Once again, the Egyptian method uses the exact same mathematical process that we do by shortcut using Indian-Arabic numerals, but it gives children a better visual picture of why the shortcut works, and exactly what it is that we are doing when we “borrow” from the tens column. Furthermore, the Indian-Arabic method requires a lot of memorization. Just in the problem above, for example, children would have needed to memorize that 13-8=5 and 14-7=7 before they could even do this problem. Though it takes a little bit longer, no such memorization is required by the Egyptian method, because we are not taking any shortcuts in our counting. When kids understand how math works, they will have less need for the tedious, boring hours of memorization which cause students to start hating mathematics.

I think that these early 3rd and 4th grade math lessons which are the subject of endless complaint from opponents of the Common Core could be wonderfully illustrated using Egyptian arithmetic.
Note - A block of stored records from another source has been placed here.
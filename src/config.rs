use crate::error::{MazaoError, Result};
use dialoguer::Input;
use serde::{Deserialize, Serialize};
use std::path::PathBuf;

/// Default location used when none is configured or the configured
/// one cannot be served: Bungoma, Kenya.
pub const FALLBACK_PLACE: &str = "Bungoma, Kenya";
pub const FALLBACK_LATITUDE: f64 = 0.5635;
pub const FALLBACK_LONGITUDE: f64 = 34.5606;

#[derive(Debug, Clone, Deserialize, Serialize)]
pub struct Config {
    #[serde(default)]
    pub location: LocationConfig,
    pub openweathermap: OpenWeatherMapConfig,
}

#[derive(Debug, Clone, Default, Deserialize, Serialize)]
pub struct LocationConfig {
    pub latitude: Option<f64>,
    pub longitude: Option<f64>,
}

impl LocationConfig {
    /// Both coordinates, or None when the farm location is not set up
    pub fn coordinates(&self) -> Option<(f64, f64)> {
        match (self.latitude, self.longitude) {
            (Some(lat), Some(lon)) => Some((lat, lon)),
            _ => None,
        }
    }
}

#[derive(Clone, Deserialize, Serialize)]
pub struct OpenWeatherMapConfig {
    pub api_key: String,
}

impl std::fmt::Debug for OpenWeatherMapConfig {
    fn fmt(&self, f: &mut std::fmt::Formatter<'_>) -> std::fmt::Result {
        f.debug_struct("OpenWeatherMapConfig")
            .field("api_key", &"[REDACTED]")
            .finish()
    }
}

impl Config {
    pub fn load(config_override: Option<PathBuf>) -> Result<Self> {
        let config_path = match config_override {
            Some(p) => p,
            None => Self::find_config_path()?,
        };

        if !config_path.exists() {
            return Err(MazaoError::Config(format!(
                "Config file not found at {:?}. Run `mazao init` to set up.",
                config_path
            )));
        }

        let config_str = std::fs::read_to_string(&config_path)
            .map_err(|e| MazaoError::Config(format!("Failed to read config: {}", e)))?;

        // Substitute environment variables
        let config_str = Self::substitute_env_vars(&config_str);

        let config: Config = serde_yaml::from_str(&config_str)
            .map_err(|e| MazaoError::Config(format!("Failed to parse config: {}", e)))?;

        config.validate()?;
        Ok(config)
    }

    pub fn validate(&self) -> Result<()> {
        if self.openweathermap.api_key.is_empty() {
            return Err(MazaoError::Config(
                "OpenWeatherMap API key missing - set OWM_API_KEY or run `mazao init`".into(),
            ));
        }
        Ok(())
    }

    /// Search for config.yaml in standard locations.
    /// Returns the path of the first found config, or the XDG default path if none found.
    fn find_config_path() -> Result<PathBuf> {
        // Try current directory first
        let local_config = PathBuf::from("config/config.yaml");
        if local_config.exists() {
            return Ok(local_config);
        }

        // Try XDG config directory
        if let Some(config_dir) = dirs::config_dir() {
            let xdg_config = config_dir.join("mazao").join("config.yaml");
            if xdg_config.exists() {
                return Ok(xdg_config);
            }
        }

        // Return XDG path as the default (will trigger "not found" in load)
        let default_path = dirs::config_dir()
            .ok_or_else(|| MazaoError::Config("Cannot determine config directory".into()))?
            .join("mazao")
            .join("config.yaml");
        Ok(default_path)
    }

    /// Returns true if a config file can be found in any standard location.
    pub fn exists(config_override: Option<&PathBuf>) -> bool {
        match config_override {
            Some(p) => p.exists(),
            None => Self::find_config_path()
                .map(|p| p.exists())
                .unwrap_or(false),
        }
    }

    /// Default path for writing new config files (~/.config/mazao/config.yaml).
    pub fn default_config_path() -> Result<PathBuf> {
        let config_dir = dirs::config_dir()
            .ok_or_else(|| MazaoError::Config("Cannot determine config directory".into()))?
            .join("mazao");
        Ok(config_dir.join("config.yaml"))
    }

    /// Run interactive setup prompts and write config to disk.
    /// Returns the loaded Config and the path it was written to.
    pub fn setup_interactive() -> Result<(Self, PathBuf)> {
        println!();
        println!("No configuration found. Let's set up Mazao!");
        println!();

        println!("OpenWeatherMap");
        let api_key: String = Input::new()
            .with_prompt("  API key (leave as-is to read from OWM_API_KEY)")
            .default("${OWM_API_KEY}".into())
            .interact_text()
            .map_err(|e| MazaoError::Config(format!("Input error: {}", e)))?;

        println!();
        println!(
            "Farm location (leave blank to use the default, {})",
            FALLBACK_PLACE
        );
        let latitude: String = Input::new()
            .with_prompt("  Latitude")
            .default(String::new())
            .allow_empty(true)
            .interact_text()
            .map_err(|e| MazaoError::Config(format!("Input error: {}", e)))?;

        let longitude: String = Input::new()
            .with_prompt("  Longitude")
            .default(String::new())
            .allow_empty(true)
            .interact_text()
            .map_err(|e| MazaoError::Config(format!("Input error: {}", e)))?;

        println!();

        let config = Config {
            location: LocationConfig {
                latitude: latitude.trim().parse().ok(),
                longitude: longitude.trim().parse().ok(),
            },
            openweathermap: OpenWeatherMapConfig { api_key },
        };

        // Write to default config path
        let config_path = Self::default_config_path()?;
        if let Some(parent) = config_path.parent() {
            std::fs::create_dir_all(parent)?;
        }

        let yaml = serde_yaml::to_string(&config)
            .map_err(|e| MazaoError::Config(format!("Failed to serialize config: {}", e)))?;

        // Write with a header comment
        let content = format!(
            "# Mazao Configuration\n# Generated by `mazao init`\n# Environment variable substitution (${{VAR}}) is supported.\n\n{}",
            yaml
        );
        std::fs::write(&config_path, content)?;

        println!("Configuration saved to {}", config_path.display());
        println!();

        Ok((config, config_path))
    }

    fn substitute_env_vars(content: &str) -> String {
        let mut result = content.to_string();

        // Find all ${VAR_NAME} patterns and substitute
        let re = regex_lite::Regex::new(r"\$\{([A-Z_][A-Z0-9_]*)\}").unwrap();

        for cap in re.captures_iter(content) {
            let var_name = &cap[1];
            let placeholder = &cap[0];
            if let Ok(value) = std::env::var(var_name) {
                result = result.replace(placeholder, &value);
            }
        }

        result
    }
}

impl Default for Config {
    fn default() -> Self {
        Self {
            location: LocationConfig::default(),
            openweathermap: OpenWeatherMapConfig {
                api_key: String::new(),
            },
        }
    }
}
The children would have a lot of fun, they would get a chance to learn about history, and they would be learning the mathematical skills which they’ll need to get a real understanding of arithmetic. Egyptian numerals provide perfect examples of a base-10 system of counting without the perplexities involved in the more-familiar Roman numerals, and without the alien abstractness found in using other, random symbols for counting (as in the first video). Even the parents who do not understand why the Common Core wants to teach base-10 counting would likely be satisfied with an Egyptian lesson for its historical value. Incorporating Egyptian math into a lesson plan is truly a win for the teachers, a win for the parents, and– most importantly– a win for the students.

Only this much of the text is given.